**WHAT YOU HAVE TO DO**
Search the material for "AlreadyProcessed" and show all lines that contain it.

**DATA IN THIS EXERCISE**
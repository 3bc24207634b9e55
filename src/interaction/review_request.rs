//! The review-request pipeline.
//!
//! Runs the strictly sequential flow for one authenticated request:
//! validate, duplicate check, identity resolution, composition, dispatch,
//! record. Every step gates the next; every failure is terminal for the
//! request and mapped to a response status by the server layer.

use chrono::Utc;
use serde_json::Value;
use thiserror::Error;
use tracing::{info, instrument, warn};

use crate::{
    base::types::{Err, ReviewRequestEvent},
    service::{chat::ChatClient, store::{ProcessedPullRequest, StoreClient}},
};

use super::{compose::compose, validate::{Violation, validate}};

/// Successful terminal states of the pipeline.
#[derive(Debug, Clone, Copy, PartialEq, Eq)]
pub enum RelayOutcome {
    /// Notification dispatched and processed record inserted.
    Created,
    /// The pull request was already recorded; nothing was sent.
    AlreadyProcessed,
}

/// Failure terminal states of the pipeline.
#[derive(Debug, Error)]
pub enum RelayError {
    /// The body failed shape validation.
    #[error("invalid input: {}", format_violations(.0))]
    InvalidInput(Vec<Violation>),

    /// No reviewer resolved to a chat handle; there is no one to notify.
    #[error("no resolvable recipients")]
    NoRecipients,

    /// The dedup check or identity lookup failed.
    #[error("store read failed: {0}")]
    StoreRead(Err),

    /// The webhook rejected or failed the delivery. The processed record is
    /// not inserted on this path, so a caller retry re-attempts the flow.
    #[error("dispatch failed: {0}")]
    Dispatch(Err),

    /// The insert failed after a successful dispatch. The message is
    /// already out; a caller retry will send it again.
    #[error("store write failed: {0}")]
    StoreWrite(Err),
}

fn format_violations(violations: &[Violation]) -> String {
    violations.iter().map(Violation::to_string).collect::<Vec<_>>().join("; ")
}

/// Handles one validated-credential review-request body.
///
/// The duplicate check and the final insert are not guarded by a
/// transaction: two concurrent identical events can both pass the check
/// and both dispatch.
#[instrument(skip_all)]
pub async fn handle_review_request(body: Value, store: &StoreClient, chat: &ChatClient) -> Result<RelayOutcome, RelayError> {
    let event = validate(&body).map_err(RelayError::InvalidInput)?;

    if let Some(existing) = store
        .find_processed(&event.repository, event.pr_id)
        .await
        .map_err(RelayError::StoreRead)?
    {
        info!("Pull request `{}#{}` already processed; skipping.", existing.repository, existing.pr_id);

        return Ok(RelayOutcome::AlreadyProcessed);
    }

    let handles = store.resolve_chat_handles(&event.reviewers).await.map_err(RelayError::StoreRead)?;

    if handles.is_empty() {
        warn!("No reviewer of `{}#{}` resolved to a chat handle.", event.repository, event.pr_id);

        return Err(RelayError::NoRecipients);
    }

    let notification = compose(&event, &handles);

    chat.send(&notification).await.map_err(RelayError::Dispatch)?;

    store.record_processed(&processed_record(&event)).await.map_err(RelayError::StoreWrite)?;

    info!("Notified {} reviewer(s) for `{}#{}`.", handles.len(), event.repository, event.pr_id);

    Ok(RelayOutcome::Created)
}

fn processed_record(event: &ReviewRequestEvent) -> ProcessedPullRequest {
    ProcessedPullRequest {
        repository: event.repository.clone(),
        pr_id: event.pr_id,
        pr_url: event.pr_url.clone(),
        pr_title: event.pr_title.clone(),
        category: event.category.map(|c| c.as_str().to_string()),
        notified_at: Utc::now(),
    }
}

**ANSWER SECTION**
    AlreadyProcessed,
        return Ok(RelayOutcome::AlreadyProcessed);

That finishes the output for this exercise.